Un goût d’haïkus

 

Dans la très attachante famille des micro-revues, on demande Libelle, Cabaret et Confiture. Nous avions déjà groupé ces trois-là dans une précédente chronique il y a deux ans. Reformons le trio puisque l’occasion se présente à nouveau. Honneur, dans cette triplette, à l’aînée, on a nommé Libelle no 358. Cette libellule aux ailes fragiles (une feuille A4 pliée en deux et imprimée recto-verso) volette à sa guise en territoire poétique et se pose une fois par mois pour décharger sa précieuse cargaison. Ce sont une bonne vingtaine de fragments, d’extraits, de bribes que réunit ici Michel Prades, qui pilote l’odonate de papier. Ce choix de la brièveté frustre un peu, d’ailleurs ; peut-être vaudrait-il moitié moins de textes, mais plus longs… Dans le lot il y a un certain nombre de haïkus, signés Monique Merabet, Line Michaud, Frédéric Maire ou Mike Montreuil. Veut-on des exemples ? C’est Brigitte Marmol qui s’interroge : « Comment dire non / au vent / qui forcit ? » ou Robert Melançon, comme surpris par ce constat auditif : « Les bruits des voitures / je les entends de la même / oreille que les oiseaux ».

 

Des haïkus, il y en a aussi beaucoup dans le no 48 de la revue Cabaret qui se présente, rappelons-le, sous la forme d’un livret au format A6 d’une vingtaine de pages.

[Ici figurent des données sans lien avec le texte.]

/// Realtime Session Actor
///
/// One actor per WebSocket connection. The session owns a `ThreadFeed` per
/// subscribed conversation and runs the bridge semantics: an insert
/// notification triggers a bounded re-fetch of that row, merged by id into
/// the held feed; foreign-authored arrivals are acknowledged with a read
/// receipt while the feed is open. Feeds die with the subscription or the
/// actor, whichever comes first.
///
/// Async work (DB calls through the services) runs via `ctx.spawn()` +
/// `into_actor()`; results are applied back onto actor state in `.map()`,
/// guarded by the feed's subscription epoch so a stale fetch cannot
/// overwrite a newer subscription.
use actix::prelude::*;
use std::collections::HashMap;
use tokio::sync::mpsc;
use uuid::Uuid;

use crate::modules::conversation::handle::ConversationSvc;
use crate::modules::message::handle::MessageSvc;
use crate::utils::Claims;
use crate::ENV;

use super::events::*;
use super::feed::{ChangeEvent, ConnectionState, ThreadFeed};
use super::message::{ClientEvent, ServerEvent};
use super::server::RealtimeServer;

/// Page size of the snapshot loaded when a subscription opens.
const INITIAL_PAGE_SIZE: i64 = 50;

/// Service handles a session needs; bundled so the actor can hand clones
/// into spawned futures.
#[derive(Clone)]
pub struct SessionServices {
    pub messages: actix_web::web::Data<MessageSvc>,
    pub conversations: actix_web::web::Data<ConversationSvc>,
}

pub struct RealtimeSession {
    pub id: Uuid,

    /// Set once the bearer token has been verified.
    pub user_id: Option<Uuid>,

    pub server: Addr<RealtimeServer>,

    /// Outbound JSON to the client (bridged to the WebSocket in handler.rs).
    pub tx: mpsc::UnboundedSender<String>,

    /// None in test environments without a database.
    pub services: Option<SessionServices>,

    /// One feed per subscribed conversation.
    feeds: HashMap<Uuid, ThreadFeed>,

    /// Monotonic subscription counter backing the stale-fetch guard.
    next_epoch: u64,
}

À commencer par celui de la rédactrice en chef Aline Recoura qui donne le la : « Le soleil tourne / embaume de menthe / d’un pays à l’autre ». Suivent ceux, plutôt champêtres et contemplatifs, de Pierrette Floch (« En ce jour pluvieux /  le sourire d’une jonquille / nous rend plus heureux ») ou ceux, teintés de mélancolie parfois, de la libanaise Gracia Bejjani (« En marge du matin / soleil blanc comme lune / mes yeux, encre vieillie »). Des paroles qui voisinent avec celles de la lilloise Sarah Pheulpin-Coquel, qui forment une sorte de carnet de bord de flashs quotidiens dont voici un double aperçu : « Tu cours oppressée / bouche-à-bouche avec le vent / l’air fou mord tes yeux » ; « La suie perle un peu / le métro craque toutes les nuits / ils sont de passage ». Des haïkus, on en trouvera d’autres encore, sous la plume de Minh-Triet Pham, peut-être celui qui se rapproche le plus de l’esprit originel – l’épure – du genre (« La tête sur un oreiller d’herbe / se balader / dans le bleu du ciel ») ou sous la signature d’Olivia HB, dont la tonalité souvent décalée nous plaît davantage encore : « Feu rouge / trois femmes et un divan / traversent la rue ».

 

Et puis il y a l’encore jeunette (elle a été fondée en 2022) et mignonnette Confiture, cette revue imaginée par Adrien Lafille et qui a des allures de très classieux carton d’invitation (14,8 x 21 cm). Cette 9e livraison* accueille Julie Sas et son texte intitulé Trash tour, lequel aurait tout aussi bien pu être titré Crash-test. Est-ce de l’écriture automatique ? On se le demande, cela y ressemble. Soyons franc, on n’est pas sûr d’avoir tout bien compris mais enfin, ça nous parle quand même, comme on dit, cette histoire qui « manipule des actes de langage ». Seulement le langage ou le lecteur aussi, un peu ?

 

Anthony Dufraisse

 

* La revue Confiture s’est arrêtée au numéro 12.